### Stored data
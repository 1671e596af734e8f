use log::debug;

use super::{Step, StepResult};
use crate::history::History;
use crate::model::{ExecutionRequestContext, IdentityContext, InputFileProperties, InputProperties};

/// Resuelve la identidad de la unidad de trabajo.
///
/// Los mapas de identidad son siempre vacíos en este punto: la identidad sale
/// sólo de lo que la unidad declara como característico. El handle de
/// historial se adjunta únicamente si la unidad participa del comportamiento
/// incremental.
#[derive(Debug, Clone)]
pub struct IdentifyStep {
    history: Option<History>,
}

impl IdentifyStep {
    pub fn new(history: Option<History>) -> Self {
        Self { history }
    }
}

impl Step for IdentifyStep {
    type Input = ExecutionRequestContext;
    type Output = IdentityContext;

    fn execute(&self, context: ExecutionRequestContext) -> StepResult<IdentityContext> {
        let input_properties = InputProperties::new();
        let input_file_properties = InputFileProperties::new();
        let work = context.work();
        let history = if work.tracks_history() { self.history.clone() } else { None };
        let identity = work.identify(&input_properties, &input_file_properties).with_history(history);
        debug!("identified {} as {} (history: {})",
               work.display_name(),
               identity.unique_id(),
               identity.history().is_some());
        StepResult::Continue(IdentityContext::new(context, identity, input_properties, input_file_properties))
    }
}
//! Fingerprint de colecciones de archivos.
//!
//! Resumen inmutable y normalizado de un conjunto de archivos: cada ruta se
//! asocia al hash de su contenido y todas las entradas (ordenadas por ruta)
//! se agregan en un único `Fingerprint`. El orden de iteración del sistema de
//! archivos nunca influye en el resultado.
use std::collections::BTreeMap;
use std::fs;
use std::io;
use std::path::Path;

use blake3::Hasher;
use serde::{Deserialize, Serialize};

use super::Fingerprint;
use crate::errors::SnapshotError;

const MISSING: &str = "missing";
const DIRECTORY: &str = "directory";

#[derive(Debug, Clone, Serialize, Deserialize)]
pub struct FileCollectionFingerprint {
    hash: Fingerprint,
    files: BTreeMap<String, Fingerprint>,
}

// La igualdad es la del agregado: una sola comparación de strings.
impl PartialEq for FileCollectionFingerprint {
    fn eq(&self, other: &Self) -> bool {
        self.hash == other.hash
    }
}

impl Eq for FileCollectionFingerprint {}

impl FileCollectionFingerprint {
    pub fn empty() -> Self {
        Self::from_entries(std::iter::empty())
    }

    /// Construye el fingerprint a partir de entradas `ruta -> hash` ya
    /// calculadas (el orden de entrada es irrelevante).
    pub fn from_entries<I>(entries: I) -> Self
        where I: IntoIterator<Item = (String, Fingerprint)>
    {
        let files: BTreeMap<String, Fingerprint> = entries.into_iter().collect();
        let mut h = Hasher::new();
        for (path, fp) in &files {
            h.update(path.as_bytes());
            h.update(&[0]);
            h.update(fp.as_str().as_bytes());
            h.update(b"\n");
        }
        Self { hash: Fingerprint::from_hex(h.finalize().to_hex().to_string()),
               files }
    }

    /// Lee el sistema de archivos y calcula el fingerprint de `roots`.
    ///
    /// - Rutas inexistentes se registran con un marcador estable (`missing`).
    /// - Directorios se recorren recursivamente.
    /// - Un archivo ilegible es un error.
    pub fn snapshot<P: AsRef<Path>>(roots: &[P]) -> Result<Self, SnapshotError> {
        let mut entries = BTreeMap::new();
        for root in roots {
            visit(root.as_ref(), &mut entries)?;
        }
        Ok(Self::from_entries(entries))
    }

    pub fn hash(&self) -> &Fingerprint {
        &self.hash
    }

    pub fn files(&self) -> &BTreeMap<String, Fingerprint> {
        &self.files
    }

    pub fn is_empty(&self) -> bool {
        self.files.is_empty()
    }
}

// Clave exacta de la ruta. Sin conversión con pérdida: dos rutas distintas
// nunca comparten entrada.
fn key_of(path: &Path) -> Result<String, SnapshotError> {
    path.to_str()
        .map(str::to_string)
        .ok_or_else(|| SnapshotError::NonUtf8Path(path.to_string_lossy().into_owned()))
}

fn visit(path: &Path, entries: &mut BTreeMap<String, Fingerprint>) -> Result<(), SnapshotError> {
    let meta = match fs::metadata(path) {
        Ok(m) => m,
        Err(e) if e.kind() == io::ErrorKind::NotFound => {
            entries.insert(key_of(path)?, Fingerprint::from_hex(MISSING));
            return Ok(());
        }
        Err(e) => return Err(SnapshotError::io(path, &e)),
    };
    if meta.is_dir() {
        entries.insert(key_of(path)?, Fingerprint::from_hex(DIRECTORY));
        let children = fs::read_dir(path).map_err(|e| SnapshotError::io(path, &e))?;
        for child in children {
            let child = child.map_err(|e| SnapshotError::io(path, &e))?;
            visit(&child.path(), entries)?;
        }
    } else {
        entries.insert(key_of(path)?, hash_file(path)?);
    }
    Ok(())
}

fn hash_file(path: &Path) -> Result<Fingerprint, SnapshotError> {
    let mut file = fs::File::open(path).map_err(|e| SnapshotError::io(path, &e))?;
    let mut h = Hasher::new();
    io::copy(&mut file, &mut h).map_err(|e| SnapshotError::io(path, &e))?;
    Ok(Fingerprint::from_hex(h.finalize().to_hex().to_string()))
}

#[cfg(test)]
mod tests {
    use super::*;

    #[test]
    fn aggregate_is_independent_of_entry_order() {
        let a = Fingerprint::of_str("a");
        let b = Fingerprint::of_str("b");
        let x = FileCollectionFingerprint::from_entries(vec![("x/a".into(), a.clone()), ("x/b".into(), b.clone())]);
        let y = FileCollectionFingerprint::from_entries(vec![("x/b".into(), b), ("x/a".into(), a)]);
        assert_eq!(x, y);
        assert_eq!(x.hash(), y.hash());
    }

    #[test]
    fn snapshot_tracks_content_and_missing_files() {
        let dir = tempfile::tempdir().unwrap();
        let file = dir.path().join("input.txt");
        let missing = FileCollectionFingerprint::snapshot(&[&file]).unwrap();
        assert_eq!(missing.files().len(), 1);

        fs::write(&file, "one").unwrap();
        let one = FileCollectionFingerprint::snapshot(&[&file]).unwrap();
        assert_ne!(missing, one);

        fs::write(&file, "two").unwrap();
        let two = FileCollectionFingerprint::snapshot(&[&file]).unwrap();
        assert_ne!(one, two);

        fs::write(&file, "one").unwrap();
        assert_eq!(one, FileCollectionFingerprint::snapshot(&[&file]).unwrap());
    }

    #[test]
    fn snapshot_walks_directories() {
        let dir = tempfile::tempdir().unwrap();
        fs::create_dir_all(dir.path().join("nested")).unwrap();
        fs::write(dir.path().join("nested/a.txt"), "a").unwrap();
        fs::write(dir.path().join("b.txt"), "b").unwrap();
        let fp = FileCollectionFingerprint::snapshot(&[dir.path()]).unwrap();
        // raíz + nested + dos archivos
        assert_eq!(fp.files().len(), 4);
        assert!(!fp.is_empty());
    }

    #[cfg(unix)]
    #[test]
    fn backslash_names_do_not_collide_with_nested_paths() {
        let dir = tempfile::tempdir().unwrap();
        fs::create_dir_all(dir.path().join("a")).unwrap();
        fs::write(dir.path().join("a").join("b"), "nested").unwrap();
        fs::write(dir.path().join("a\\b"), "flat").unwrap();

        let before = FileCollectionFingerprint::snapshot(&[dir.path()]).unwrap();
        // raíz + a + a/b + "a\\b"
        assert_eq!(before.files().len(), 4);

        fs::write(dir.path().join("a\\b"), "flat, edited").unwrap();
        assert_ne!(before, FileCollectionFingerprint::snapshot(&[dir.path()]).unwrap());
    }

    #[cfg(unix)]
    #[test]
    fn non_utf8_paths_are_rejected() {
        use std::ffi::OsStr;
        use std::os::unix::ffi::OsStrExt;

        let dir = tempfile::tempdir().unwrap();
        let path = dir.path().join(OsStr::from_bytes(b"bad-\xff"));
        let err = FileCollectionFingerprint::snapshot(&[&path]).unwrap_err();
        assert!(matches!(err, SnapshotError::NonUtf8Path(_)));
    }
}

### What to work on
Scan the entries above and copy each line where "IdentifyStep" occurs.

### Written response
pub struct IdentifyStep {
impl IdentifyStep {
impl Step for IdentifyStep {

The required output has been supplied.